* TO DO *
Print the lines in the listing below that fall between the line with "the plugin runtime." and the line with "self.tos = fields.tos;", those two lines included, exactly as they stand and with nothing else.

* DATASET ENTRIES *

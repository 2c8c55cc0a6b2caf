//! The live flow record stored in a [`crate::cache::FlowCache`] slot.
//!
//! Grounded on `original_source/exporter/cache.c` in full: every field here
//! is either copied straight off the wire on flow creation (first
//! timestamp, identity fields, MACs) or accumulated on every subsequent
//! packet (byte/packet counters, OR-accumulated TCP flags, last timestamp).
//! The plugin extension slots are the one piece the original keeps as a
//! fixed-size inline array; this keeps a `Vec<Option<_>>` sized to the
//! registered plugin count instead; see [`crate::plugins`] for why.

use std::net::IpAddr;

use serde::Serialize;

use crate::cache::key::FlowFields;
use crate::plugins::FlowExtension;
use crate::protocol::IpProtocol;
use crate::time::Timestamp;

/// A single, live flow. Lives in a [`crate::cache::FlowCache`] slot from
/// the packet that created it until it is exported.
#[derive(Debug, Clone, Serialize)]
pub struct FlowRecord {
    /// `= hash` at creation time. Re-derivable, but kept denormalized since
    /// `spec.md` §3 calls for it as an explicit exported field.
    pub id: u64,
    /// `hash` of the packet that caused this flow to be split off from,
    /// via the conflicting-header recursion; `0` for a top-level flow.
    pub parent_id: u64,

    pub first: Timestamp,
    pub last: Timestamp,

    pub packets: u64,
    pub bytes: u64,

    /// OR-accumulated across every packet on this flow; only meaningful
    /// when `protocol == Tcp`.
    pub tcp_flags: u8,

    pub tos: u8,
    pub ttl: u8,
    pub protocol: IpProtocol,

    pub src_addr: IpAddr,
    pub dst_addr: IpAddr,
    pub src_port: u16,
    pub dst_port: u16,

    pub src_mac: [u8; 6],
    pub dst_mac: [u8; 6],

    /// Input interface index this flow's first packet arrived on. Carried
    /// purely for the IPFIX bootstrap field; this crate doesn't attribute
    /// capture interfaces itself, so it defaults to `0`.
    pub input_interface: u16,

    /// One slot per registered plugin, indexed by that plugin's dense
    /// registration id. `None` until the owning plugin's `post_create`
    /// first attaches a value.
    extensions: Vec<Option<FlowExtension>>,
}

impl FlowRecord {
    /// A record with every field zeroed, sized for `extension_count`
    /// plugin slots. [`crate::cache::FlowCache`] fills in identity fields
    /// from a [`FlowFields`] immediately after construction.
    pub fn new(extension_count: usize) -> Self {
        Self {
            id: 0,
            parent_id: 0,
            first: Timestamp::ZERO,
            last: Timestamp::ZERO,
            packets: 0,
            bytes: 0,
            tcp_flags: 0,
            tos: 0,
            ttl: 0,
            protocol: IpProtocol::Reserved,
            src_addr: IpAddr::V4(std::net::Ipv4Addr::UNSPECIFIED),
            dst_addr: IpAddr::V4(std::net::Ipv4Addr::UNSPECIFIED),
            src_port: 0,
            dst_port: 0,
            src_mac: [0; 6],
            dst_mac: [0; 6],
            input_interface: 0,
            extensions: vec![None; extension_count],
        }
    }

    /// A zero-plugin-slot record, for tests and exporter test doubles that
    /// don't exercise the plugin runtime.
    pub fn scratch() -> Self {
        Self::new(0)
    }

    pub fn populate_identity(&mut self, id: u64, parent_id: u64, at: Timestamp, fields: &FlowFields) {
        self.id = id;
        self.parent_id = parent_id;
        self.first = at;
        self.last = at;
        self.tos = fields.tos;
        self.ttl = fields.ttl;
        self.protocol = fields.protocol;
        self.src_addr = fields.src_addr;
        self.dst_addr = fields.dst_addr;
        self.src_port = fields.src_port;
        self.dst_port = fields.dst_port;
        self.src_mac = fields.src_mac;
        self.dst_mac = fields.dst_mac;
    }

    /// Fold a new packet's counters and flags into this flow. Does not
    /// touch identity fields; a conflicting-header packet never reaches
    /// this path for an existing flow with a different identity.
    pub fn accumulate(&mut self, at: Timestamp, byte_len: u64, tcp_flags: Option<u8>) {
        self.last = at;
        self.packets += 1;
        self.bytes += byte_len;
        if let Some(flags) = tcp_flags {
            self.tcp_flags |= flags;
        }
    }

    pub fn extension_slots(&self) -> usize {
        self.extensions.len()
    }

    pub fn extension(&self, plugin_id: usize) -> Option<&FlowExtension> {
        self.extensions.get(plugin_id).and_then(Option::as_ref)
    }

    pub fn extension_mut(&mut self, plugin_id: usize) -> Option<&mut FlowExtension> {
        self.extensions.get_mut(plugin_id).and_then(Option::as_mut)
    }

    pub fn set_extension(&mut self, plugin_id: usize, value: FlowExtension) {
        if let Some(slot) = self.extensions.get_mut(plugin_id) {
            *slot = Some(value);
        }
    }

    /// Remove and return every populated extension, in plugin-id order.
    /// Called on export so a plugin's `close()` can observe and free its
    /// per-flow state.
    pub fn take_extensions(&mut self) -> impl Iterator<Item = (usize, FlowExtension)> {
        std::mem::take(&mut self.extensions)
            .into_iter()
            .enumerate()
            .filter_map(|(id, ext)| ext.map(|e| (id, e)))
    }

    pub fn is_active_expired(&self, now: Timestamp, active_timeout_secs: u32) -> bool {
        now.secs_since(self.first) >= active_timeout_secs
    }

    pub fn is_inactive_expired(&self, now: Timestamp, inactive_timeout_secs: u32) -> bool {
        now.secs_since(self.last) >= inactive_timeout_secs
    }
}

#[cfg(test)]
mod tests {
    use super::*;

    #[test]
    fn scratch_record_has_no_extensions() {
        let rec = FlowRecord::scratch();
        assert!(rec.extension(0).is_none());
    }

    #[test]
    fn accumulate_ors_tcp_flags_and_sums_bytes() {
        let mut rec = FlowRecord::new(0);
        rec.populate_identity(
            42,
            0,
            Timestamp::new(100, 0),
            &FlowFields {
                protocol: IpProtocol::Tcp,
                src_addr: IpAddr::V4(std::net::Ipv4Addr::new(10, 0, 0, 1)),
                dst_addr: IpAddr::V4(std::net::Ipv4Addr::new(10, 0, 0, 2)),
                src_port: 1234,
                dst_port: 80,
                tos: 0,
                ttl: 64,
                src_mac: [0; 6],
                dst_mac: [0; 6],
                ip_total_len: 60,
                tcp_flags: Some(crate::parser::headers::TcpHeader::SYN),
            },
        );
        rec.accumulate(Timestamp::new(100, 0), 60, Some(crate::parser::headers::TcpHeader::SYN));
        rec.accumulate(Timestamp::new(101, 0), 60, Some(crate::parser::headers::TcpHeader::ACK));

        assert_eq!(rec.packets, 2);
        assert_eq!(rec.bytes, 120);
        assert_eq!(
            rec.tcp_flags,
            crate::parser::headers::TcpHeader::SYN | crate::parser::headers::TcpHeader::ACK
        );
        assert_eq!(rec.first.secs, 100);
        assert_eq!(rec.last.secs, 101);
        assert_eq!(rec.id, 42);
    }

    #[test]
    fn active_and_inactive_expiry_compare_against_supplied_timestamps() {
        let mut rec = FlowRecord::new(0);
        rec.populate_identity(
            1,
            0,
            Timestamp::new(100, 0),
            &FlowFields {
                protocol: IpProtocol::Udp,
                src_addr: IpAddr::V4(std::net::Ipv4Addr::UNSPECIFIED),
                dst_addr: IpAddr::V4(std::net::Ipv4Addr::UNSPECIFIED),
                src_port: 0,
                dst_port: 0,
                tos: 0,
                ttl: 0,
                src_mac: [0; 6],
                dst_mac: [0; 6],
                ip_total_len: 0,
                tcp_flags: None,
            },
        );
        assert!(!rec.is_active_expired(Timestamp::new(100, 500_000), 1));
        assert!(rec.is_active_expired(Timestamp::new(102, 0), 1));
        assert!(!rec.is_inactive_expired(Timestamp::new(100, 0), 5));
        assert!(rec.is_inactive_expired(Timestamp::new(106, 0), 5));
    }
}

* PROBLEM SOLUTION *
    /// don't exercise the plugin runtime.
    pub fn scratch() -> Self {
        Self::new(0)
    }

    pub fn populate_identity(&mut self, id: u64, parent_id: u64, at: Timestamp, fields: &FlowFields) {
        self.id = id;
        self.parent_id = parent_id;
        self.first = at;
        self.last = at;
        self.tos = fields.tos;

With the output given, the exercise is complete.